Document best practices for how to manage releases in production #1786

bfirsh · 2015-07-29T15:52:05Z

We currently have some lightweight documentation about how to use Compose in production, but this could do with improvements:

How to manage releases, particularly when deploying through the Docker Hub (e.g. in development build images, in production use image from Hub)
A step-by-step guide to deploying a Compose app from dev through to production
Some examples of how to deploy apps using init scripts
Some examples of how to deploy apps using Swarm
How to deploy apps on a single server (particularly useful for internal tools, etc)

Resources

Examples of production Compose files

funkyfuture · 2015-08-04T22:14:24Z

init scripts

and service-configs for systemd, that thing will take over. i thought of a command to generate these configs.

dnephin · 2015-08-31T19:27:08Z

There's some previous discussion and requests in #93, #1264, #1730, #1035. I've closed those tickets in favour of this one, but linking to them for reference.

neg3ntropy · 2016-02-04T08:17:55Z

I would like some recommendations on how to deploy config files through docker/compose/swarm.
We have a setup (that was recommended by consultants) that makes images with config files and declares volumes to export them. This looks good in principle, but it does not work as expected in a number of cases.

dnephin · 2016-02-04T18:13:49Z

Putting the configs into a "config" image that just exposes a volume seems like a reasonable way to do it. I'd be great to hear more about the cases where it doesn't work, either here or in a new issue.

neg3ntropy · 2016-02-05T04:52:10Z

@dnephin If you go down the road of one single configuration container and use --volumes-from you sacrifice some security (every container sees all configs) but it looks easy to set up and nice: it's immutable and does not use any host fs path.

Once you operate outside localhost and do not recreate everything at each run, you start learning the subtleties of the --volumes-from and compose recreation policies: the config image is updated and restarted, but client container still mount their current volumes unless they are recreated as well for independent reasons. This took a while to be noticed and left us with a workaround of deleting the old config container whenever the config changes.

Another solution would seem to be avoiding immutability and change data inside the same volumes, running a cp or similar. At this point it would just be easier to pull the configs from a git repo and skip the image build altogether... which was the stateful solution I originally had in mind. If you want no fixed host path, you need a config data-only container and a config copier.

I am not 100% happy with any of the solutions. Either I am not seeing a better way or maybe some feature is still missing (like some crazy image multiple inheritance or some smarter detection of dependencies when using --volumes-from that I can't figure out).
What this need is essentially is to add a build step, an environment layer, without really building a new image.

prcorcoran · 2016-02-28T22:00:23Z

I have a suggested solution for supporting the zero-downtime deployment a lot of us want.

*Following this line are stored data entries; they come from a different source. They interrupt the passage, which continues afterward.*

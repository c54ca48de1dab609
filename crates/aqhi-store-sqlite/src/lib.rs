//! SQLite backend for the AQHI user-location store.
//!
//! Wraps [`tokio_rusqlite`] so all database access runs on a dedicated thread
//! without blocking the async runtime. Locations are stored as EWKT points
//! (`SRID=4326;POINT(lon lat)`).

mod encode;
mod schema;
mod store;

pub mod error;

pub use error::{Error, Result};
pub use store::SqliteStore;

#[cfg(test)]
mod tests;
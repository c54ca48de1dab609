//! SQL schema for the AQHI SQLite store.
//!
//! Executed once at connection startup. Future migrations will be gated on
//! `PRAGMA user_version`.

/// Full schema DDL; idempotent thanks to `CREATE TABLE IF NOT EXISTS`.
pub const SCHEMA: &str = "
PRAGMA journal_mode = WAL;
PRAGMA foreign_keys = ON;

CREATE TABLE IF NOT EXISTS users (
    user_id   TEXT PRIMARY KEY,
    username  TEXT NOT NULL UNIQUE,
    email     TEXT NOT NULL UNIQUE,
    password  TEXT NOT NULL,
    -- EWKT, longitude first: 'SRID=4326;POINT(lon lat)'
    location  TEXT NOT NULL CHECK (location LIKE 'SRID=4326;POINT(%)')
);

CREATE TABLE IF NOT EXISTS alerts (
    alert_id      TEXT PRIMARY KEY,
    user_id       TEXT NOT NULL REFERENCES users(user_id),
    alert_name    TEXT NOT NULL,
    threshold     INTEGER NOT NULL,
    alert_method  TEXT,
    mobile_number TEXT,
    is_active     INTEGER NOT NULL DEFAULT 1,
    created_at    TEXT NOT NULL,   -- ISO 8601 UTC; server-assigned
    location      TEXT NOT NULL CHECK (location LIKE 'SRID=4326;POINT(%)')
);

CREATE INDEX IF NOT EXISTS alerts_user_idx ON alerts(user_id);

PRAGMA user_version = 1;
";
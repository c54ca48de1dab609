//! aqhi-server binary.
//!
//! Reads `config.toml` (or the path specified with `--config`), opens the
//! SQLite user store, and serves the location API over HTTP.

use std::{path::PathBuf, sync::Arc};

use anyhow::Context as _;
use aqhi_core::reconcile::LocationReconciler;
use aqhi_geocode::NominatimGeocoder;
use aqhi_server::{expand_tilde, load_config};
use aqhi_store_sqlite::SqliteStore;
use clap::Parser;
use tokio::net::TcpListener;
use tracing::level_filters::LevelFilter;
use tracing_subscriber::EnvFilter;

#[derive(Parser)]
#[command(author, version, about = "AQHI user-location server")]
struct Cli {
  /// Path to the TOML configuration file.
  #[arg(short, long, default_value = "config.toml")]
  config: PathBuf,
}

#[tokio::main]
async fn main() -> anyhow::Result<()> {
  // Initialise tracing.
  tracing_subscriber::fmt()
    .with_env_filter(
      EnvFilter::builder()
        .with_default_directive(LevelFilter::INFO.into())
        .from_env_lossy(),
    )
    .init();

  let cli = Cli::parse();
  let server_cfg = load_config(&cli.config)?;

  let store_path = expand_tilde(&server_cfg.store_path);
  let store = SqliteStore::open(&store_path)
    .await
    .with_context(|| format!("failed to open store at {store_path:?}"))?;

  let geocoder = NominatimGeocoder::new(
    &server_cfg.geocoder.base_url,
    &server_cfg.geocoder.user_agent,
    server_cfg.geocoder.timeout(),
  )
  .context("failed to build geocoder")?;
  tracing::info!(base_url = %server_cfg.geocoder.base_url, "geocoder ready");

  let reconciler = Arc::new(LocationReconciler::new(store, geocoder));
  let app = aqhi_server::app(reconciler, &server_cfg);
  let address = format!("{}:{}", server_cfg.host, server_cfg.port);

  tracing::info!("Listening on http://{address}");
  let listener = TcpListener::bind(&address)
    .await
    .with_context(|| format!("failed to bind {address}"))?;

  axum::serve(listener, app)
    .with_graceful_shutdown(shutdown_signal())
    .await
    .context("server error")?;

  tracing::info!("shut down cleanly");
  Ok(())
}

/// Resolves on Ctrl-C, or SIGTERM on unix.
async fn shutdown_signal() {
  let ctrl_c = async {
    if let Err(e) = tokio::signal::ctrl_c().await {
      tracing::warn!("failed to listen for Ctrl-C: {e}");
      std::future::pending::<()>().await;
    }
  };

  #[cfg(unix)]
  let terminate = async {
    match tokio::signal::unix::signal(tokio::signal::unix::SignalKind::terminate()) {
      Ok(mut sig) => {
        sig.recv().await;
      }
      Err(e) => {
        tracing::warn!("failed to listen for SIGTERM: {e}");
        std::future::pending::<()>().await;
      }
    }
  };
  #[cfg(not(unix))]
  let terminate = std::future::pending::<()>();

  tokio::select! {
    () = ctrl_c => {},
    () = terminate => {},
  }
  tracing::info!("shutdown signal received");
}
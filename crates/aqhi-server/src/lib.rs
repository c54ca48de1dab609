//! Wiring for the AQHI location server: configuration and the top-level
//! router. The binary in `main.rs` owns process concerns (tracing, signals).

use std::{
  path::{Path, PathBuf},
  time::Duration,
};

use anyhow::Context as _;
use aqhi_api::{Shared, api_router};
use aqhi_core::{
  geocode::Geocoder,
  store::{AlertStore, LocationStore},
};
use axum::Router;
use serde::Deserialize;
use tower::limit::GlobalConcurrencyLimitLayer;
use tower_http::trace::TraceLayer;

// ─── Configuration ────────────────────────────────────────────────────────────

/// Runtime server configuration, deserialised from `config.toml` and
/// `AQHI_*` environment variables. Every key has a default.
#[derive(Debug, Deserialize, Clone)]
#[serde(default)]
pub struct ServerConfig {
  pub host:                    String,
  pub port:                    u16,
  pub store_path:              PathBuf,
  /// Requests in flight across all routes before new ones wait.
  pub max_concurrent_requests: usize,
  pub geocoder:                GeocoderConfig,
}

impl Default for ServerConfig {
  fn default() -> Self {
    Self {
      host:                    "127.0.0.1".to_string(),
      port:                    8000,
      store_path:              PathBuf::from("aqhi.db"),
      max_concurrent_requests: 64,
      geocoder:                GeocoderConfig::default(),
    }
  }
}

/// Settings for the Nominatim-compatible geocoding provider.
#[derive(Debug, Deserialize, Clone)]
#[serde(default)]
pub struct GeocoderConfig {
  pub base_url:     String,
  pub user_agent:   String,
  pub timeout_secs: u64,
}

impl Default for GeocoderConfig {
  fn default() -> Self {
    Self {
      base_url:     aqhi_geocode::DEFAULT_BASE_URL.to_string(),
      user_agent:   concat!("aqhi-server/", env!("CARGO_PKG_VERSION")).to_string(),
      timeout_secs: 10,
    }
  }
}

impl GeocoderConfig {
  pub fn timeout(&self) -> Duration { Duration::from_secs(self.timeout_secs) }
}

/// Load configuration from an optional TOML file at `path`, overridden by
/// environment variables such as `AQHI_PORT` or `AQHI_GEOCODER__BASE_URL`.
pub fn load_config(path: &Path) -> anyhow::Result<ServerConfig> {
  let settings = config::Config::builder()
    .add_source(config::File::from(path).required(false))
    .add_source(
      config::Environment::with_prefix("AQHI")
        .prefix_separator("_")
        .separator("__")
        .try_parsing(true),
    )
    .build()
    .context("failed to read config file")?;

  settings
    .try_deserialize()
    .context("failed to deserialise ServerConfig")
}

/// Expand a leading `~` to the user's home directory.
pub fn expand_tilde(path: &Path) -> PathBuf {
  let s = path.to_string_lossy();
  if let Some(rest) = s.strip_prefix("~/")
    && let Ok(home) = std::env::var("HOME")
  {
    return PathBuf::from(home).join(rest);
  }
  path.to_path_buf()
}

// ─── Router ───────────────────────────────────────────────────────────────────

/// The complete application: the JSON API under `/api`, a global in-flight
/// request cap, and per-request tracing spans.
pub fn app<S, G>(reconciler: Shared<S, G>, config: &ServerConfig) -> Router
where
  S: LocationStore + AlertStore + 'static,
  G: Geocoder + 'static,
{
  Router::new()
    .nest("/api", api_router(reconciler))
    .layer(GlobalConcurrencyLimitLayer::new(config.max_concurrent_requests.max(1)))
    .layer(TraceLayer::new_for_http())
}
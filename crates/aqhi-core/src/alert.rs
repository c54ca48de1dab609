//! Alert: a user's threshold subscription for a location.
//!
//! Alerts are only read and created here; evaluation and delivery live
//! elsewhere.

use chrono::{DateTime, Utc};
use serde::{Deserialize, Serialize};
use uuid::Uuid;

use crate::coordinate::Coordinate;

/// A persisted alert. `user_id` always references an existing user.
#[derive(Debug, Clone, PartialEq, Serialize, Deserialize)]
pub struct Alert {
  pub alert_id:      Uuid,
  pub user_id:       Uuid,
  pub alert_name:    String,
  /// AQHI level at or above which the alert fires.
  pub threshold:     i64,
  pub alert_method:  Option<String>,
  pub mobile_number: Option<String>,
  pub is_active:     bool,
  pub created_at:    DateTime<Utc>,
  pub location:      Coordinate,
}

/// Input for [`AlertStore::add_alert`](crate::store::AlertStore::add_alert).
#[derive(Debug, Clone, Deserialize)]
pub struct NewAlert {
  pub user_id:       Uuid,
  pub alert_name:    String,
  pub threshold:     i64,
  #[serde(default)]
  pub alert_method:  Option<String>,
  #[serde(default)]
  pub mobile_number: Option<String>,
  pub location:      Coordinate,
}

impl NewAlert {
  /// Convenience constructor with no delivery method configured.
  pub fn new(
    user_id: Uuid,
    alert_name: impl Into<String>,
    threshold: i64,
    location: Coordinate,
  ) -> Self {
    Self {
      user_id,
      alert_name: alert_name.into(),
      threshold,
      alert_method: None,
      mobile_number: None,
      location,
    }
  }
}
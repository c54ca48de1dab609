//! Error type for `aqhi-geocode`.
//!
//! Only construction can fail with this type; lookups report
//! [`aqhi_core::geocode::GeocodeError`].

use thiserror::Error;

#[derive(Debug, Error)]
pub enum Error {
  #[error("invalid geocoder base URL {0:?}: {1}")]
  BaseUrl(String, String),

  #[error("failed to build HTTP client: {0}")]
  Client(#[from] reqwest::Error),
}

pub type Result<T, E = Error> = std::result::Result<T, E>;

Why not simply add a new option to docker-compose.yml like "zero_downtime:" that would work as follows:

web:
image: sbgc (rails)
restart: always
links:
- postgres
- proxy
- cache
zero_downtime: 50 (delay 50 milliseconds before stopping old container. default would be 0)

I run separate containers for nginx, web(rails), postgres and cache(memcached). However, it's the application code in the web container that changes and the only one I need zero downtime on.

$ docker-compose up -d web

During "up" processing that creates the new "web" container, if the zero_downtime option is specified, start up the new container first exactly like scale web=2 would. Then stop and remove sbgc_web_1 like it currently does. Then rename sbgc_web_2 to sbgc_web_1. If a delay was specified (as in the 50 milliseconds example above) it would delay 50 milliseconds to give the new container time to come up before stopping the old one.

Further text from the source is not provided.